The Eagles boss saw his team recover from Xherdan Shaqiri’s opener by levelling through James McArthur following a swift counter-attack, and then five minutes from time Patrick van Aanholt pounced on an error from Ryan Shawcross to snatch the three points that mathematically secured Palace’s top-flight status.
However, Hodgson was quick to redistribute the post-match praise coming his way for masterminding the unlikeliest of comebacks after being pointless after seven games, sharing it out amongst three key areas of the club.
Speaking in his post-match press conference, he spoke about a number of topics, including:
Key to survival: “It’s a tale of three teams The important team is the one that got out on the field and played, and with all the injury problems we’ve had, we’ve used quite a few as at one stage we had 10 in the treatment room. The players deserve all the credit for producing the football necessary to keep us in the league.
“I would also like to pay tribute to the medical and sports science team. We’ve had problems with injury this year that I’ve never experienced in my management career, but we’ve overcome them. They’ve done well to get them back on the field again, often much quicker than was suggested.

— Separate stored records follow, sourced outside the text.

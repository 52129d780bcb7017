// src/config/helpers.rs
// Helper functions for loading environment variables

use anyhow::Result;
use std::env;
use std::str::FromStr;

pub fn env_or(key: &str, default: &str) -> String {
    env::var(key)
        .ok()
        .filter(|v| !v.trim().is_empty())
        .unwrap_or_else(|| default.to_string())
}

/// Parse `key` when set; a present but unparseable value is an error rather
/// than a silent fallback.
pub fn env_parsed_or<T>(key: &str, default: T) -> Result<T>
where
    T: FromStr,
    T::Err: std::fmt::Display,
{
    match env::var(key) {
        Ok(raw) if !raw.trim().is_empty() => raw
            .trim()
            .parse()
            .map_err(|e| anyhow::anyhow!("Failed to parse {}={:?}: {}", key, raw, e)),
        _ => Ok(default),
    }
}

/// Comma separated list, blanks dropped.
pub fn env_list(key: &str) -> Vec<String> {
    env::var(key)
        .map(|raw| {
            raw.split(',')
                .map(str::trim)
                .filter(|s| !s.is_empty())
                .map(str::to_string)
                .collect()
        })
        .unwrap_or_default()
}
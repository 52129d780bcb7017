// src/config/bridge.rs
// Terminal bridge settings: timeouts, shell, WebSocket upgrade and host-key policy

use std::path::PathBuf;
use std::sync::Arc;
use std::time::Duration;

use anyhow::{Result, bail};
use tracing::{info, warn};

use super::helpers::{env_list, env_or, env_parsed_or};
use crate::bridge::{BridgeConfig, OriginPolicy, TerminalGeometry, TransportConfig};
use crate::ssh::{AcceptAnyHostKey, HostKeyVerifier, PinnedHostKeys};

#[derive(Debug, Clone, Copy, PartialEq, Eq)]
pub enum HostKeyPolicy {
    AcceptAny,
    Pinned,
}

impl std::str::FromStr for HostKeyPolicy {
    type Err = String;

    fn from_str(s: &str) -> std::result::Result<Self, Self::Err> {
        match s.trim().to_ascii_lowercase().as_str() {
            "accept-any" | "accept_any" | "insecure" => Ok(Self::AcceptAny),
            "pinned" | "pin" => Ok(Self::Pinned),
            other => Err(format!("unknown host key policy '{}'", other)),
        }
    }
}

#[derive(Debug, Clone)]
pub struct BridgeSettings {
    pub handshake_timeout_secs: u64,
    pub dial_timeout_secs: u64,
    pub default_cols: u32,
    pub default_rows: u32,
    pub term: String,
    pub login_shell: String,
    pub fallback_shell: String,
    pub ws_read_buffer: usize,
    pub ws_write_buffer: usize,
    pub ws_max_message: usize,
    /// Chunks buffered per direction between the WebSocket and the SSH channel
    pub ssh_channel_capacity: usize,
    pub origin_policy: OriginPolicy,
    pub host_key_policy: HostKeyPolicy,
    pub known_hosts: Option<PathBuf>,
}

impl BridgeSettings {
    pub fn from_env() -> Result<Self> {
        let host_key_policy: HostKeyPolicy = env_or("TERMGATE_HOST_KEY_POLICY", "accept-any")
            .parse()
            .map_err(anyhow::Error::msg)?;

        let known_hosts = std::env::var("TERMGATE_KNOWN_HOSTS")
            .ok()
            .filter(|v| !v.trim().is_empty())
            .map(PathBuf::from);

        Ok(Self {
            handshake_timeout_secs: env_parsed_or("TERMGATE_HANDSHAKE_TIMEOUT_SECS", 30)?,
            dial_timeout_secs: env_parsed_or("TERMGATE_DIAL_TIMEOUT_SECS", 10)?,
            default_cols: env_parsed_or("TERMGATE_DEFAULT_COLS", crate::bridge::config::DEFAULT_COLS)?,
            default_rows: env_parsed_or("TERMGATE_DEFAULT_ROWS", crate::bridge::config::DEFAULT_ROWS)?,
            term: env_or("TERMGATE_TERM", crate::bridge::config::DEFAULT_TERM),
            login_shell: env_or("TERMGATE_LOGIN_SHELL", crate::bridge::config::DEFAULT_LOGIN_SHELL),
            fallback_shell: env_or(
                "TERMGATE_FALLBACK_SHELL",
                crate::bridge::config::DEFAULT_FALLBACK_SHELL,
            ),
            ws_read_buffer: env_parsed_or("TERMGATE_WS_READ_BUFFER", 8192)?,
            ws_write_buffer: env_parsed_or("TERMGATE_WS_WRITE_BUFFER", 8192)?,
            ws_max_message: env_parsed_or("TERMGATE_WS_MAX_MESSAGE", 1 << 20)?,
            ssh_channel_capacity: env_parsed_or(
                "TERMGATE_SSH_CHANNEL_CAPACITY",
                crate::bridge::config::DEFAULT_CHANNEL_CAPACITY,
            )?,
            origin_policy: origin_policy_from(env_list("TERMGATE_ALLOWED_ORIGINS")),
            host_key_policy,
            known_hosts,
        })
    }

    pub fn bridge_config(&self) -> BridgeConfig {
        let mut transport = TransportConfig::new(self.origin_policy.clone());
        transport.read_buffer_size = self.ws_read_buffer;
        transport.write_buffer_size = self.ws_write_buffer;
        transport.max_message_size = self.ws_max_message;

        let mut config = BridgeConfig::new(transport)
            .with_handshake_timeout(Duration::from_secs(self.handshake_timeout_secs))
            .with_dial_timeout(Duration::from_secs(self.dial_timeout_secs));
        config.default_geometry = TerminalGeometry {
            cols: self.default_cols,
            rows: self.default_rows,
        };
        config.term = self.term.clone();
        config.login_shell = self.login_shell.clone();
        config.fallback_shell = self.fallback_shell.clone();
        config.channel_capacity = self.ssh_channel_capacity.max(1);
        config
    }

    pub fn host_key_verifier(&self) -> Result<Arc<dyn HostKeyVerifier>> {
        match self.host_key_policy {
            HostKeyPolicy::AcceptAny => {
                warn!(
                    "SSH host keys are NOT verified (TERMGATE_HOST_KEY_POLICY=accept-any); \
                     set TERMGATE_HOST_KEY_POLICY=pinned with TERMGATE_KNOWN_HOSTS to enforce"
                );
                Ok(Arc::new(AcceptAnyHostKey))
            }
            HostKeyPolicy::Pinned => {
                let Some(path) = &self.known_hosts else {
                    bail!("TERMGATE_HOST_KEY_POLICY=pinned requires TERMGATE_KNOWN_HOSTS");
                };
                let pins = PinnedHostKeys::from_file(path)?;
                info!("Loaded {} pinned SSH host key entries", pins.len());
                Ok(Arc::new(pins))
            }
        }
    }
}

/// `*` allows any origin, an explicit list is an allow-list, nothing means
/// same-host only.
fn origin_policy_from(origins: Vec<String>) -> OriginPolicy {
    if origins.iter().any(|o| o == "*") {
        OriginPolicy::AllowAny
    } else if origins.is_empty() {
        OriginPolicy::SameHost
    } else {
        OriginPolicy::AllowList(origins)
    }
}

#[cfg(test)]
mod tests {
    use super::*;

    #[test]
    fn origin_policy_selection() {
        assert_eq!(origin_policy_from(vec![]), OriginPolicy::SameHost);
        assert_eq!(origin_policy_from(vec!["*".into()]), OriginPolicy::AllowAny);
        assert_eq!(
            origin_policy_from(vec!["https://a.example".into()]),
            OriginPolicy::AllowList(vec!["https://a.example".into()])
        );
    }

    #[test]
    fn host_key_policy_parses_aliases() {
        assert_eq!("pinned".parse::<HostKeyPolicy>(), Ok(HostKeyPolicy::Pinned));
        assert_eq!("Accept-Any".parse::<HostKeyPolicy>(), Ok(HostKeyPolicy::AcceptAny));
        assert!("tofu".parse::<HostKeyPolicy>().is_err());
    }

    #[test]
    fn pinned_policy_requires_known_hosts() {
        let settings = BridgeSettings {
            handshake_timeout_secs: 30,
            dial_timeout_secs: 10,
            default_cols: 120,
            default_rows: 32,
            term: "xterm-256color".into(),
            login_shell: "/bin/bash -l".into(),
            fallback_shell: "/bin/sh".into(),
            ws_read_buffer: 8192,
            ws_write_buffer: 8192,
            ws_max_message: 1 << 20,
            ssh_channel_capacity: 16,
            origin_policy: OriginPolicy::SameHost,
            host_key_policy: HostKeyPolicy::Pinned,
            known_hosts: None,
        };
        assert!(settings.host_key_verifier().is_err());

        let config = settings.bridge_config();
        assert_eq!(config.dial_timeout, Duration::from_secs(10));
        assert_eq!(config.default_geometry, TerminalGeometry { cols: 120, rows: 32 });
        assert_eq!(config.channel_capacity, 16);
    }

    #[test]
    fn channel_capacity_is_read_from_env() {
        unsafe { std::env::set_var("TERMGATE_SSH_CHANNEL_CAPACITY", "8") };
        let settings = BridgeSettings::from_env().unwrap();
        unsafe { std::env::remove_var("TERMGATE_SSH_CHANNEL_CAPACITY") };

        assert_eq!(settings.ssh_channel_capacity, 8);
        assert_eq!(settings.bridge_config().channel_capacity, 8);
    }
}
// src/audit/mod.rs
// Append-only audit trail for remote sessions

pub mod store;

use async_trait::async_trait;
use chrono::{DateTime, Utc};
use serde::{Deserialize, Serialize};
use std::fmt;
use std::sync::Arc;
use tracing::error;
use uuid::Uuid;

pub use store::{AuditLogEntry, AuditPage, AuditQuery, SqliteAuditLog};

#[derive(Debug, Clone, Copy, PartialEq, Eq, Serialize, Deserialize)]
pub enum AuditAction {
    #[serde(rename = "session.connect")]
    SessionConnect,
    #[serde(rename = "session.disconnect")]
    SessionDisconnect,
}

impl AuditAction {
    pub fn as_str(self) -> &'static str {
        match self {
            AuditAction::SessionConnect => "session.connect",
            AuditAction::SessionDisconnect => "session.disconnect",
        }
    }
}

impl fmt::Display for AuditAction {
    fn fmt(&self, f: &mut fmt::Formatter<'_>) -> fmt::Result {
        f.write_str(self.as_str())
    }
}

/// One immutable audit entry. Connect and disconnect records of a session
/// differ only in `action` and `created_at`.
#[derive(Debug, Clone, PartialEq, Serialize)]
pub struct AuditRecord {
    pub org_id: i64,
    pub user_id: i64,
    pub action: AuditAction,
    pub resource_type: String,
    pub resource_id: Option<i64>,
    pub target: String,
    pub session_id: Option<Uuid>,
    pub ip: String,
    pub user_agent: String,
    pub initiator_name: String,
    pub metadata: serde_json::Value,
    pub created_at: DateTime<Utc>,
}

impl AuditRecord {
    /// Same correlation fields, different action/time.
    pub fn correlates_with(&self, other: &AuditRecord) -> bool {
        self.org_id == other.org_id
            && self.user_id == other.user_id
            && self.resource_type == other.resource_type
            && self.resource_id == other.resource_id
            && self.target == other.target
            && self.session_id == other.session_id
            && self.ip == other.ip
            && self.user_agent == other.user_agent
            && self.initiator_name == other.initiator_name
            && self.metadata == other.metadata
    }
}

#[derive(Debug, thiserror::Error)]
pub enum AuditError {
    #[error("audit storage error: {0}")]
    Storage(#[from] sqlx::Error),

    #[error("audit metadata encoding failed: {0}")]
    Encode(#[from] serde_json::Error),
}

pub type AuditResult<T> = Result<T, AuditError>;

/// Destination for audit records. Must accept concurrent writers.
#[async_trait]
pub trait AuditSink: Send + Sync {
    async fn record(&self, record: &AuditRecord) -> AuditResult<()>;
}

/// Best-effort front for an `AuditSink`: failures reach the operator log
/// and never the caller.
#[derive(Clone)]
pub struct AuditEmitter {
    sink: Arc<dyn AuditSink>,
}

impl AuditEmitter {
    pub fn new(sink: Arc<dyn AuditSink>) -> Self {
        Self { sink }
    }

    pub async fn emit(&self, record: &AuditRecord) {
        if let Err(e) = self.sink.record(record).await {
            error!(
                action = %record.action,
                session_id = ?record.session_id,
                target = %record.target,
                error = %e,
                "failed to persist audit record"
            );
        }
    }
}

“The final tribute I would like to pay is to my own team – Ray Lewington, Steven Reid, Dean Kiely and Martyn Margetson before him. I think they’ve done a good job trying to ensure that the players go onto the field each week prepared for the match they’re going to play.”
His contribution to survival: “Every orchestra needs a band leader and I’ve been quite happy to wave the baton this year. It’s been a good year and I’ll get a lot of credit.
"I don’t intend to be hypocritical and say I won’t enjoy that or the pats on the back that will come my way, but I’m certainly wise enough to know that it’s not a one-man job. If you’re going to do well at Premier League level, you’re going to need an awful lot of help from a lot of people.”
Stoke’s relegation: “If all of us who are going to survive this year have any intelligence or the capability to show some empathy, we’re all going to think ourselves very fortunate that we’re going to survive and others didn’t. I don’t think Paul can ask any more from his team today; they were organised, enthusiastic and full of fight to win the game.
“I’m proud that our team, after a tough first half where we went 1-0 down, were able to come out in the second half and play the sort of football which enabled us to win the game. You have to be happy with every win you get, and it would be hypocritical to say you don’t get any pleasure seeing your team win the game, but you don’t when you see the pain etched on the coaching staff and the players here.
“Whereas we are in the happy position of being able to prepare for next season and congratulate ourselves on surviving, I’m afraid Stoke face the need to go again. This is a big club and has had such a long period in the Premier League with so much success, and have an owner that cares so much for the club. I think if they continue in the way that they’ve done in the last couple of months, I would be surprised not to see them near the top of the Championship next year.”
Looking forward to pre-season?: “It depends how well we replace the numerous players we’re likely to lose. If we’re going to have a good season next season where we have stability and not being frightened to death every time a match comes that we’re going to lose it and be back in the relegation zone, I’ll need a good squad of players.
“There is a lot of work to do from Dougie Freedman in particular and our chairman and owners. They’ve got an awful lot to do to ensure that when I come back to pre-season training, there’s a group of players in front of me that I feel confident will be able to do what these have done, because we’re going to lose a few good ones – we won’t have any other choice.”